Presently there was a wild gallop and great clash of bells past the window, and a shout at the door. Margaret Bean put on her little blue shawl and opened it when the shout had been twice repeated. Old David Hautville sat there in his sleigh, keeping a tight rein on his tugging roan. “My daughter here?” he shouted. “Whoa, there!”

“There's sick folks here,” said Margaret Bean, shivering in the doorway. “You hadn't ought to holler so.” Her tearful eyes were more frankly hostile than usual. She had always looked down from her own slight eminence of life upon these Hautvilles, and now was full of scorn that her master was to marry one of them.

“I want to know if my daughter is here,” said David Hautville, and he did not lower his voice. It sounded like a hoarse bellow of wrath, coming out of the white whirl of snow. His fur coat was all crusted with snow, his great mustache heavy with it; the roan plunged in a rising cloud of it.

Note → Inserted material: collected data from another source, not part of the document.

//! Service providers and distance-aware views over them.
//!
//! A [`Provider`] is the directory record for a tradesperson or crew. Its
//! location is optional: providers onboard before sharing coordinates, and
//! every distance computation has to cope with that gap rather than reject
//! the record.

use std::cmp::Ordering;

use serde::{Deserialize, Serialize};

use crate::error::{SerbisyoError, ValidationError};
use crate::geo::{self, Coordinates};
use crate::id::ProviderId;
use crate::time::Timestamp;

/// A registered service provider.
#[derive(Debug, Clone, PartialEq, Serialize, Deserialize)]
pub struct Provider {
    pub id: ProviderId,
    pub name: String,
    /// Catalog category label this provider serves, e.g. `"Plumbing"`.
    pub category: String,
    /// Last known coordinates, if the provider has shared any.
    pub location: Option<Coordinates>,
    pub member_since: Timestamp,
}

impl Provider {
    /// Create a builder for constructing a [`Provider`].
    #[must_use]
    pub fn builder() -> ProviderBuilder {
        ProviderBuilder::default()
    }

    /// Check domain invariants.
    ///
    /// # Errors
    ///
    /// Returns [`SerbisyoError::Validation`] when `name` or `category` is
    /// empty.
    pub fn validate(&self) -> Result<(), SerbisyoError> {
        if self.name.is_empty() {
            return Err(ValidationError::EmptyName.into());
        }
        if self.category.is_empty() {
            return Err(ValidationError::EmptyCategory.into());
        }
        Ok(())
    }
}

/// Step-by-step builder for [`Provider`].
#[derive(Debug, Default)]
pub struct ProviderBuilder {
    id: Option<ProviderId>,
    name: Option<String>,
    category: Option<String>,
    location: Option<Coordinates>,
    member_since: Option<Timestamp>,
}

impl ProviderBuilder {
    #[must_use]
    pub fn id(mut self, id: ProviderId) -> Self {
        self.id = Some(id);
        self
    }

    #[must_use]
    pub fn name(mut self, name: impl Into<String>) -> Self {
        self.name = Some(name.into());
        self
    }

    #[must_use]
    pub fn category(mut self, category: impl Into<String>) -> Self {
        self.category = Some(category.into());
        self
    }

    #[must_use]
    pub fn location(mut self, location: Coordinates) -> Self {
        self.location = Some(location);
        self
    }

    #[must_use]
    pub fn member_since(mut self, member_since: Timestamp) -> Self {
        self.member_since = Some(member_since);
        self
    }

    /// Consume the builder, validate, and return a [`Provider`].
    ///
    /// A fresh random id and the current time are filled in when not set;
    /// the location stays [`None`] unless given.
    ///
    /// # Errors
    ///
    /// Returns [`SerbisyoError::Validation`] if `name` or `category` is
    /// missing or empty.
    pub fn build(self) -> Result<Provider, SerbisyoError> {
        let provider = Provider {
            id: self.id.unwrap_or_default(),
            name: self.name.unwrap_or_default(),
            category: self.category.unwrap_or_default(),
            location: self.location,
            member_since: self.member_since.unwrap_or_else(crate::time::now),
        };
        provider.validate()?;
        Ok(provider)
    }
}

/// A provider annotated with its distance from a search origin.
///
/// Both distance fields are [`None`] when either side of the computation
/// lacks coordinates. Such entries still appear in listings; they just sort
/// after everything with a known distance.
#[derive(Debug, Clone, PartialEq, Serialize, Deserialize)]
pub struct NearbyProvider {
    pub provider: Provider,
    pub distance_km: Option<f64>,
    /// Human-readable rendering of `distance_km`, e.g. `"3.4 km"`.
    pub distance_label: Option<String>,
}

impl NearbyProvider {
    /// Annotate `provider` with its distance from `origin`.
    ///
    /// The distance is only computed when both the origin and the
    /// provider's location are known.
    #[must_use]
    pub fn from_origin(provider: Provider, origin: Option<Coordinates>) -> Self {
        let distance_km = match (origin, provider.location) {
            (Some(from), Some(to)) => Some(from.distance_km(to)),
            _ => None,
        };
        let distance_label = distance_km.map(geo::format_distance);
        Self {
            provider,
            distance_km,
            distance_label,
        }
    }
}

/// Return a copy of `providers` ordered by ascending distance.
///
/// Entries without a distance go last, and the sort is stable: ties and
/// distance-less entries keep their input order. The input slice is left
/// untouched.
#[must_use]
pub fn sort_by_distance(providers: &[NearbyProvider]) -> Vec<NearbyProvider> {
    let mut sorted = providers.to_vec();
    sorted.sort_by(|a, b| match (a.distance_km, b.distance_km) {
        (Some(a), Some(b)) => a.total_cmp(&b),
        (Some(_), None) => Ordering::Less,
        (None, Some(_)) => Ordering::Greater,
        (None, None) => Ordering::Equal,
    });
    sorted
}
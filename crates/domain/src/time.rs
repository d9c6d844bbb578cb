//! Time and timestamp helpers.

use chrono::{DateTime, Utc};

/// UTC timestamp used for provider tenure, event times, etc.
pub type Timestamp = DateTime<Utc>;

/// Return the current UTC time.
#[must_use]
pub fn now() -> Timestamp {
    Utc::now()
}

/// Build a UTC timestamp for midnight of the given calendar date.
///
/// Returns `None` for dates that do not exist (e.g. 2023-02-30).
#[must_use]
pub fn date(year: i32, month: u32, day: u32) -> Option<Timestamp> {
    chrono::NaiveDate::from_ymd_opt(year, month, day)
        .and_then(|d| d.and_hms_opt(0, 0, 0))
        .map(|dt| dt.and_utc())
}
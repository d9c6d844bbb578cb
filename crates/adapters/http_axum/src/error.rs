//! HTTP error response mapping.

use axum::Json;
use axum::http::StatusCode;
use axum::response::{IntoResponse, Response};
use serde::Serialize;

use serbisyo_domain::error::SerbisyoError;

/// JSON error body returned by API endpoints.
#[derive(Serialize)]
struct ErrorBody {
    error: String,
}

/// Maps [`SerbisyoError`] to an HTTP response with appropriate status code.
pub struct ApiError(SerbisyoError);

impl From<SerbisyoError> for ApiError {
    fn from(err: SerbisyoError) -> Self {
        Self(err)
    }
}

impl IntoResponse for ApiError {
    fn into_response(self) -> Response {
        let (status, message) = match &self.0 {
            SerbisyoError::Validation(err) => (StatusCode::BAD_REQUEST, err.to_string()),
            SerbisyoError::NotFound(err) => (StatusCode::NOT_FOUND, err.to_string()),
            SerbisyoError::Directory(err) => {
                tracing::error!(error = %err, "directory error");
                (
                    StatusCode::INTERNAL_SERVER_ERROR,
                    "internal server error".to_string(),
                )
            }
        };

        (status, Json(ErrorBody { error: message })).into_response()
    }
}
//! Provider service — use-cases for finding service providers.

use serbisyo_domain::error::{NotFoundError, SerbisyoError};
use serbisyo_domain::geo::Coordinates;
use serbisyo_domain::id::ProviderId;
use serbisyo_domain::provider::{self, NearbyProvider, Provider};

use crate::ports::ProviderDirectory;

/// Use-cases over the provider directory.
///
/// Generic over the [`ProviderDirectory`] port so binaries can plug in the
/// seed directory, a remote client, or a test stub.
pub struct ProviderService<D> {
    directory: D,
}

impl<D: ProviderDirectory> ProviderService<D> {
    /// Create a new service backed by the given directory.
    pub fn new(directory: D) -> Self {
        Self { directory }
    }

    /// Every provider in the directory.
    ///
    /// # Errors
    ///
    /// Propagates any [`SerbisyoError`] from the directory.
    pub async fn list_providers(&self) -> Result<Vec<Provider>, SerbisyoError> {
        self.directory.all().await
    }

    /// One provider by id.
    ///
    /// # Errors
    ///
    /// Returns [`SerbisyoError::NotFound`] when the directory has no
    /// provider with that id, and propagates directory failures.
    pub async fn get_provider(&self, id: ProviderId) -> Result<Provider, SerbisyoError> {
        self.directory.get_by_id(id).await?.ok_or_else(|| {
            NotFoundError {
                entity: "Provider",
                id: id.to_string(),
            }
            .into()
        })
    }

    /// Providers near an origin, closest first.
    ///
    /// Restricts to `category` when given, otherwise considers the whole
    /// directory. Each provider is annotated with its distance from
    /// `origin`; providers (or requests) without coordinates keep their
    /// directory order at the end of the list.
    ///
    /// # Errors
    ///
    /// Propagates any [`SerbisyoError`] from the directory.
    #[tracing::instrument(skip(self))]
    pub async fn find_nearby(
        &self,
        category: Option<&str>,
        origin: Option<Coordinates>,
    ) -> Result<Vec<NearbyProvider>, SerbisyoError> {
        let providers = match category {
            Some(category) => self.directory.find_by_category(category).await?,
            None => self.directory.all().await?,
        };
        let annotated: Vec<NearbyProvider> = providers
            .into_iter()
            .map(|provider| NearbyProvider::from_origin(provider, origin))
            .collect();
        Ok(provider::sort_by_distance(&annotated))
    }
}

“No, she ain't here,” replied Margaret Bean, and her weak voice seemed by its very antithesis to express the utmost scorn and disgust at the brutality of the other.

“Has she been here?”

“Yes, she's been here.” Margaret made as though to shut the door, but David Hautville stopped her.

“Did she start for home?”

“You'd better ask somebody that knows more about it.”

“Where did she go?”

“You'd better ask somebody that knows about it!” repeated Margaret Bean, in her malicious meekness. Then she shut the door.